The Daily Iowan: 1998
Giuliani speaks to local Republicans
Iowa Republicans get some advice from the Big Apple as the New York mayor addresses a local fund-raiser.
By Kevin Ho The Daily Iowan
New York City Mayor Rudolph Giuliani addressed a packed house at the University Athletic Club Wednesday afternoon as part of a fund-raiser for Republican Rep. Jim Leach.
The $100-a-plate luncheon was primarily attended by an older crowd who listened enthusiastically to Giuliani's 15-minute speech. Giuliani drew rounds of applause as he drew upon Republican ideas of fighting crime and drug use in America.
In a brief interview, Giuliani told The Daily Iowan that speeches such as Wednesday's were part of a larger effort to draw young voters to the Republican party. "We do as best as we can," he said. "We speak to colleges and high schools across the country to emphasize the principles of the party, like economic freedom, that make our cities safer."
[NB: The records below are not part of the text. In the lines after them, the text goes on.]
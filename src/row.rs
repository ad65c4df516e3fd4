use crate::entry::Entry;

#[derive(Debug, Clone, Copy, PartialEq, Eq)]
pub enum RowStyle {
    Normal,
    Inverted,
}

/// Two-line presentation of an entry, independent of any terminal backend.
#[derive(Debug, Clone, PartialEq, Eq)]
pub struct RowView {
    pub title: String,
    pub detail: String,
    pub style: RowStyle,
}

pub fn row_view(entry: &Entry) -> RowView {
    let (title, detail) = if entry.is_dir() {
        (format!("{}/", entry.name), "(directory)".to_string())
    } else {
        (entry.name.clone(), size_label(entry.size))
    };
    let style = if entry.selected {
        RowStyle::Inverted
    } else {
        RowStyle::Normal
    };
    RowView {
        title,
        detail,
        style,
    }
}

pub fn size_label(bytes: u64) -> String {
    format!("{} [KB]", bytes / 1024)
}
Cedar Rapids resident Bill Prowell said audience members were eagerly listening for any hints of what Giuliani may be planning for his own political career, but were left wondering as Giuliani said he didn't know what his plans are. "I'm here because I was asked by the Republican Party to speak and to help," he said. "I haven't figured out what my ambitions are. I haven't decided on anything. I don't have plans for anything."
Giuliani declared New York City was now "America's safest large city," and at one point contended that the city's crime rate was near the level of Cedar Rapids. "If you think about it ... everyone who is addicted to heroin, marijuana and cocaine, they are really not free," he said. "(They) lead useless lives where they start to hate themselves."
Giuliani emphasized the importance of reducing drugs for young people in America, saying inaction would "jeopardize the future" of the country. He credited increased spending on police, while reducing spending elsewhere, for New York City's 70 percent drop in murder rates and its 30 percent decline in crime. He said more than 100,000 drug dealers are being arrested in New York City every year.
After his remarks, Giuliani took questions from the crowd and stood stonefaced to a near-verbal assault from one woman, who claimed that his drug initiatives were an invasion of privacy. But for the most part, reaction from the crowd was positive, with many audience members agreeing with what Giuliani had to say.
"I thought he was great," Prowell said. "I think his principal point was (how he used) law and order to solve the problems of his city."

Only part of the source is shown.